WHAT THE EXERCISE ASKS:
Extract, unchanged, every line from the top of the material below through the line with "let db = Database::in_memory(clock.clone()).await.unwrap();", and no more.

--

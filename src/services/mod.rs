//! Triage and process-scoped helper services

pub mod magic_link;
pub mod openai;
pub mod presence;
pub mod triage;
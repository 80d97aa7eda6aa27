//! Router-level tests against an in-memory database

use axum::body::{to_bytes, Body};
use axum::http::{Request, StatusCode};
use axum::Router;
use chrono::{Duration, TimeZone, Utc};
use serde_json::{json, Value};
use std::sync::Arc;
use tower::ServiceExt;

use support_desk::clock::ManualClock;
use support_desk::config::Config;
use support_desk::db::Database;
use support_desk::routes;
use support_desk::services::triage::TriageService;
use support_desk::state::AppState;
use support_desk::tasks::audit_flush::flush_once;

async fn setup() -> (Arc<ManualClock>, AppState, Router) {
    let clock = Arc::new(ManualClock::new(
        Utc.with_ymd_and_hms(2026, 5, 4, 10, 0, 0).unwrap(),
    ));
    let db = Database::in_memory(clock.clone()).await.unwrap();
    db.seed_kb_if_empty().await.unwrap();
    let state = AppState::new(db, TriageService::local(), &Config::default());
    let app = routes::router(state.clone());
    (clock, state, app)
}

async fn send(app: &Router, method: &str, uri: &str, body: Option<Value>) -> (StatusCode, Value) {
    let builder = Request::builder().method(method).uri(uri);
    let request = match body {
        Some(body) => builder
            .header("content-type", "application/json")
            .body(Body::from(body.to_string()))
            .unwrap(),
        None => builder.body(Body::empty()).unwrap(),
    };
    let response = app.clone().oneshot(request).await.unwrap();
    let status = response.status();
    let bytes = to_bytes(response.into_body(), usize::MAX).await.unwrap();
    let value = if bytes.is_empty() {
        Value::Null
    } else {
        serde_json::from_slice(&bytes).unwrap_or(Value::Null)
    };
    (status, value)
}

async fn create(app: &Router, subject: &str, body: &str, email: &str) -> Value {
    let (status, ticket) = send(
        app,
        "POST",
        "/api/tickets",
        Some(json!({"subject": subject, "body": body, "requester": {"email": email}})),
    )
    .await;
    assert_eq!(status, StatusCode::CREATED);
    ticket
}

#[tokio::test]
async fn create_ticket_with_local_triage() {
    let (_clock, _state, app) = setup().await;
    let ticket = create(&app, "Order late", "my package is 5 days late, very urgent", "a@x.com").await;

    assert_eq!(ticket["category"], "shipping");
    assert_eq!(ticket["priority"], "high");
    assert_eq!(ticket["status"], "new");
    assert_eq!(ticket["sentiment"], "neutral");
    assert_eq!(ticket["channel"], "web");

    let created: chrono::DateTime<Utc> = ticket["created_at"].as_str().unwrap().parse().unwrap();
    let due: chrono::DateTime<Utc> = ticket["sla_due_at"].as_str().unwrap().parse().unwrap();
    assert_eq!(due - created, Duration::hours(12));

    let (status, messages) = send(&app, "GET", "/api/tickets/1/messages", None).await;
    assert_eq!(status, StatusCode::OK);
    assert_eq!(messages[0]["author_type"], "customer");
}

#[tokio::test]
async fn create_ticket_rejects_bad_input() {
    let (_clock, _state, app) = setup().await;

    let (status, body) = send(
        &app,
        "POST",
        "/api/tickets",
        Some(json!({"subject": "Hi", "body": "there", "requester": {"email": "not-an-email"}})),
    )
    .await;
    assert_eq!(status, StatusCode::BAD_REQUEST);
    assert_eq!(body["code"], 400);

    let (status, _) = send(&app, "POST", "/api/tickets", Some(json!({"body": "x"}))).await;
    assert_eq!(status, StatusCode::BAD_REQUEST);

    let (status, _) = send(&app, "POST", "/api/tickets", Some(json!([1, 2]))).await;
    assert_eq!(status, StatusCode::BAD_REQUEST);
}

#[tokio::test]
async fn missing_ticket_is_404() {
    let (_clock, _state, app) = setup().await;
    let (status, body) = send(&app, "GET", "/api/tickets/99", None).await;
    assert_eq!(status, StatusCode::NOT_FOUND);
    assert_eq!(body["code"], 404);

    let (status, _) = send(
        &app,
        "POST",
        "/api/tickets/99/status",
        Some(json!({"status": "open"})),
    )
    .await;
    assert_eq!(status, StatusCode::NOT_FOUND);
}

#[tokio::test]
async fn malformed_ticket_id_is_json_400() {
    let (_clock, _state, app) = setup().await;
    for uri in ["/api/tickets/abc", "/api/tickets/abc/messages", "/api/audit/x1"] {
        let (status, body) = send(&app, "GET", uri, None).await;
        assert_eq!(status, StatusCode::BAD_REQUEST, "{}", uri);
        assert_eq!(body["code"], 400);
        assert!(body["error"].as_str().is_some_and(|e| !e.is_empty()));
    }

    let (status, body) = send(
        &app,
        "POST",
        "/api/tickets/public/abc/messages?email=a@x.com",
        Some(json!({"body": "hi"})),
    )
    .await;
    assert_eq!(status, StatusCode::BAD_REQUEST);
    assert_eq!(body["code"], 400);
}

#[tokio::test]
async fn get_ticket_without_key_shows_placeholder() {
    let (_clock, state, app) = setup().await;
    create(&app, "Broken", "the app shows an error", "b@x.com").await;

    let (status, ticket) = send(&app, "GET", "/api/tickets/1?refreshAi=1", None).await;
    assert_eq!(status, StatusCode::OK);
    assert_eq!(
        ticket["ai_suggestion"],
        "[AI unavailable: OPENAI_API_KEY missing or invalid]"
    );

    // placeholders are never stored
    let stored = state.db.get_ticket(1).await.unwrap();
    assert!(stored.ai_suggestion.is_none());
}

#[tokio::test]
async fn tags_are_trimmed_and_unique() {
    let (clock, _state, app) = setup().await;
    let ticket = create(&app, "Refund", "please refund me", "c@x.com").await;
    clock.advance(Duration::minutes(1));

    let (_, first) = send(&app, "POST", "/api/tickets/1/tags", Some(json!({"tag": " vip "}))).await;
    let (_, second) = send(&app, "POST", "/api/tickets/1/tags", Some(json!({"tag": "vip"}))).await;
    assert_eq!(first["tags"], json!(["vip"]));
    assert_eq!(second["tags"], json!(["vip"]));

    let (status, _) = send(&app, "POST", "/api/tickets/1/tags", Some(json!({"tag": "  "}))).await;
    assert_eq!(status, StatusCode::BAD_REQUEST);

    let (_, fetched) = send(&app, "GET", "/api/tickets/1", None).await;
    assert_ne!(fetched["updated_at"], ticket["updated_at"]);

    let (_, all) = send(&app, "GET", "/api/tickets/meta/tags", None).await;
    assert_eq!(all, json!(["vip"]));
}

#[tokio::test]
async fn csat_out_of_range_leaves_store_unchanged() {
    let (_clock, _state, app) = setup().await;
    create(&app, "Thanks", "all good", "d@x.com").await;

    let (status, _) = send(
        &app,
        "POST",
        "/api/tickets/1/csat",
        Some(json!({"rating": 6, "comment": "great"})),
    )
    .await;
    assert_eq!(status, StatusCode::BAD_REQUEST);

    for rating in [4, 5] {
        let (status, _) = send(&app, "POST", "/api/tickets/1/csat", Some(json!({"rating": rating}))).await;
        assert_eq!(status, StatusCode::CREATED);
    }

    let (_, report) = send(&app, "GET", "/api/tickets/meta/analytics", None).await;
    assert_eq!(report["total"], 1);
    assert_eq!(report["avgCsat"], 4.5);
    assert_eq!(report["avgFRT"], Value::Null);
    assert_eq!(report["last7"].as_array().unwrap().len(), 7);
    assert_eq!(report["byStatus"], json!([{"status": "new", "count": 1}]));
}

#[tokio::test]
async fn first_response_time_counts_agent_replies_only() {
    let (clock, _state, app) = setup().await;
    create(&app, "Where is my order", "tracking shows nothing", "e@x.com").await;
    create(&app, "Question", "just asking", "f@x.com").await;

    clock.advance(Duration::minutes(30));
    let (status, _) = send(
        &app,
        "POST",
        "/api/tickets/1/messages",
        Some(json!({"body": "Looking into it", "author_type": "agent"})),
    )
    .await;
    assert_eq!(status, StatusCode::CREATED);

    let (status, _) = send(
        &app,
        "POST",
        "/api/tickets/2/messages",
        Some(json!({"body": "More details", "author_type": "requester"})),
    )
    .await;
    assert_eq!(status, StatusCode::CREATED);

    let (_, report) = send(&app, "GET", "/api/tickets/meta/analytics", None).await;
    assert_eq!(report["avgFRT"], 30.0);
}

#[tokio::test]
async fn public_access_is_scoped_by_email() {
    let (_clock, _state, app) = setup().await;
    create(&app, "Help", "need help", "Owner@X.com").await;

    let (status, view) = send(&app, "GET", "/api/tickets/public/1?email=owner@x.com", None).await;
    assert_eq!(status, StatusCode::OK);
    assert_eq!(view["messages"].as_array().unwrap().len(), 1);

    let (status, _) = send(&app, "GET", "/api/tickets/public/1?email=other@x.com", None).await;
    assert_eq!(status, StatusCode::FORBIDDEN);

    let (status, _) = send(&app, "GET", "/api/tickets/public/7?email=owner@x.com", None).await;
    assert_eq!(status, StatusCode::NOT_FOUND);

    let (status, _) = send(&app, "GET", "/api/tickets/public/1", None).await;
    assert_eq!(status, StatusCode::BAD_REQUEST);

    let (status, _) = send(
        &app,
        "POST",
        "/api/tickets/public/1/messages?email=other@x.com",
        Some(json!({"body": "let me in"})),
    )
    .await;
    assert_eq!(status, StatusCode::FORBIDDEN);

    let (status, message) = send(
        &app,
        "POST",
        "/api/tickets/public/1/messages?email=OWNER@x.com",
        Some(json!({"body": "any update?"})),
    )
    .await;
    assert_eq!(status, StatusCode::CREATED);
    assert_eq!(message["author_type"], "customer");

    let (_, mine) = send(&app, "GET", "/api/tickets/public?email=owner@x.com", None).await;
    assert_eq!(mine.as_array().unwrap().len(), 1);
}

#[tokio::test]
async fn public_portal_lists_non_ascii_requester() {
    let (_clock, _state, app) = setup().await;
    create(&app, "Colis", "où est mon colis", "ÉLODIE@Example.com").await;

    let (status, view) = send(
        &app,
        "GET",
        "/api/tickets/public/1?email=%C3%A9lodie@example.com",
        None,
    )
    .await;
    assert_eq!(status, StatusCode::OK);
    assert_eq!(view["ticket"]["id"], 1);

    let (status, mine) = send(
        &app,
        "GET",
        "/api/tickets/public?email=%C3%A9lodie@example.com",
        None,
    )
    .await;
    assert_eq!(status, StatusCode::OK);
    assert_eq!(mine.as_array().unwrap().len(), 1);
}

#[tokio::test]
async fn audit_trail_is_flushed_from_side_channel() {
    let (_clock, state, app) = setup().await;
    create(&app, "Refund", "refund please", "g@x.com").await;

    let request = Request::builder()
        .method("POST")
        .uri("/api/tickets/1/status")
        .header("content-type", "application/json")
        .header("x-actor", "dana")
        .body(Body::from(json!({"status": "solved"}).to_string()))
        .unwrap();
    assert_eq!(app.clone().oneshot(request).await.unwrap().status(), StatusCode::OK);

    let request = Request::builder()
        .method("POST")
        .uri("/api/tickets/1/csat")
        .header("content-type", "application/json")
        .header("x-actor", "lee")
        .body(Body::from(json!({"rating": 5}).to_string()))
        .unwrap();
    assert_eq!(
        app.clone().oneshot(request).await.unwrap().status(),
        StatusCode::CREATED
    );

    let (_, before) = send(&app, "GET", "/api/audit/1", None).await;
    assert_eq!(before, json!([]));

    assert_eq!(flush_once(&state.audit, &state.db, &state.metrics).await, 3);

    let (_, trail) = send(&app, "GET", "/api/audit/1", None).await;
    assert_eq!(trail[0]["action"], "csat");
    assert_eq!(trail[0]["actor"], "lee");
    assert_eq!(trail[0]["actor_type"], "agent");
    assert_eq!(trail[0]["payload"]["rating"], 5);
    assert_eq!(trail[1]["action"], "status");
    assert_eq!(trail[1]["actor"], "dana");
    assert_eq!(trail[2]["action"], "create");
    assert_eq!(trail[2]["actor"], "g@x.com");
}

#[tokio::test]
async fn knowledge_base_search_and_create() {
    let (_clock, _state, app) = setup().await;

    let (_, hits) = send(&app, "GET", "/api/kb/search?q=carrier", None).await;
    assert_eq!(hits[0]["title"], "Track your order");

    let (_, none) = send(&app, "GET", "/api/kb/search?q=", None).await;
    assert_eq!(none, json!([]));

    let (status, _) = send(
        &app,
        "POST",
        "/api/kb/articles",
        Some(json!({"title": "Hi", "body": "short"})),
    )
    .await;
    assert_eq!(status, StatusCode::BAD_REQUEST);

    let (status, article) = send(
        &app,
        "POST",
        "/api/kb/articles",
        Some(json!({"title": "Gift cards", "body": "Gift cards never expire and can be combined.", "tags": ["billing"]})),
    )
    .await;
    assert_eq!(status, StatusCode::CREATED);

    let (_, listed) = send(&app, "GET", "/api/kb/articles", None).await;
    assert_eq!(listed.as_array().unwrap().len(), 4);

    let uri = format!("/api/kb/articles/{}", article["id"]);
    let (status, fetched) = send(&app, "GET", &uri, None).await;
    assert_eq!(status, StatusCode::OK);
    assert_eq!(fetched["tags"], json!(["billing"]));
}

#[tokio::test]
async fn magic_link_is_single_use() {
    let (_clock, _state, app) = setup().await;

    let (status, _) = send(&app, "POST", "/api/auth/magic-link", Some(json!({"email": " "}))).await;
    assert_eq!(status, StatusCode::BAD_REQUEST);

    let (status, link) = send(
        &app,
        "POST",
        "/api/auth/magic-link",
        Some(json!({"email": "Pat@Example.com"})),
    )
    .await;
    assert_eq!(status, StatusCode::OK);
    assert_eq!(link["expires_in_seconds"], 900);
    let url = link["url"].as_str().unwrap();
    let token = url.split("token=").nth(1).unwrap();

    let consume = format!("/api/auth/magic-link/consume?token={}", token);
    let (status, body) = send(&app, "GET", &consume, None).await;
    assert_eq!(status, StatusCode::OK);
    assert_eq!(body["email"], "pat@example.com");

    let (status, body) = send(&app, "GET", &consume, None).await;
    assert_eq!(status, StatusCode::BAD_REQUEST);
    assert_eq!(body["error"], "invalid_or_expired");
}

#[tokio::test]
async fn presence_expires_after_ttl() {
    let (clock, _state, app) = setup().await;

    send(&app, "POST", "/api/presence/3", Some(json!({"agentId": "sam"}))).await;
    send(&app, "POST", "/api/presence/3", None).await;
    let (_, body) = send(&app, "GET", "/api/presence/3", None).await;
    assert_eq!(body["viewers"], json!(["agent", "sam"]));

    send(&app, "DELETE", "/api/presence/3", Some(json!({"agentId": "sam"}))).await;
    let (_, body) = send(&app, "GET", "/api/presence/3", None).await;
    assert_eq!(body["viewers"], json!(["agent"]));

    clock.advance(Duration::seconds(31));
    let (_, body) = send(&app, "GET", "/api/presence/3", None).await;
    assert_eq!(body["viewers"], json!([]));
}

#[tokio::test]
async fn macros_and_health() {
    let (_clock, _state, app) = setup().await;

    let (_, macros) = send(&app, "GET", "/api/tickets/meta/macros", None).await;
    assert_eq!(macros.as_array().unwrap().len(), 3);

    let (status, health) = send(&app, "GET", "/health", None).await;
    assert_eq!(status, StatusCode::OK);
    assert_eq!(health["status"], "ok");

    let (status, ready) = send(&app, "GET", "/ready", None).await;
    assert_eq!(status, StatusCode::OK);
    assert_eq!(ready["checks"]["triage"]["message"], "Local classifier only");

    let (status, probe) = send(
        &app,
        "POST",
        "/api/tickets/test-ai",
        Some(json!({"subject": "Chargeback", "body": "I want to cancel"})),
    )
    .await;
    assert_eq!(status, StatusCode::OK);
    assert_eq!(probe["category"], "refund");
    assert_eq!(probe["source"], "local-fallback");
}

--

SOLVED EXERCISE:
filename src/services/mod.rs
//! Triage and process-scoped helper services

pub mod magic_link;
pub mod openai;
pub mod presence;
pub mod triage;
repository 80d97aa7eda6aa27
//! Router-level tests against an in-memory database

use axum::body::{to_bytes, Body};
use axum::http::{Request, StatusCode};
use axum::Router;
use chrono::{Duration, TimeZone, Utc};
use serde_json::{json, Value};
use std::sync::Arc;
use tower::ServiceExt;

use support_desk::clock::ManualClock;
use support_desk::config::Config;
use support_desk::db::Database;
use support_desk::routes;
use support_desk::services::triage::TriageService;
use support_desk::state::AppState;
use support_desk::tasks::audit_flush::flush_once;

async fn setup() -> (Arc<ManualClock>, AppState, Router) {
    let clock = Arc::new(ManualClock::new(
        Utc.with_ymd_and_hms(2026, 5, 4, 10, 0, 0).unwrap(),
    ));
    let db = Database::in_memory(clock.clone()).await.unwrap();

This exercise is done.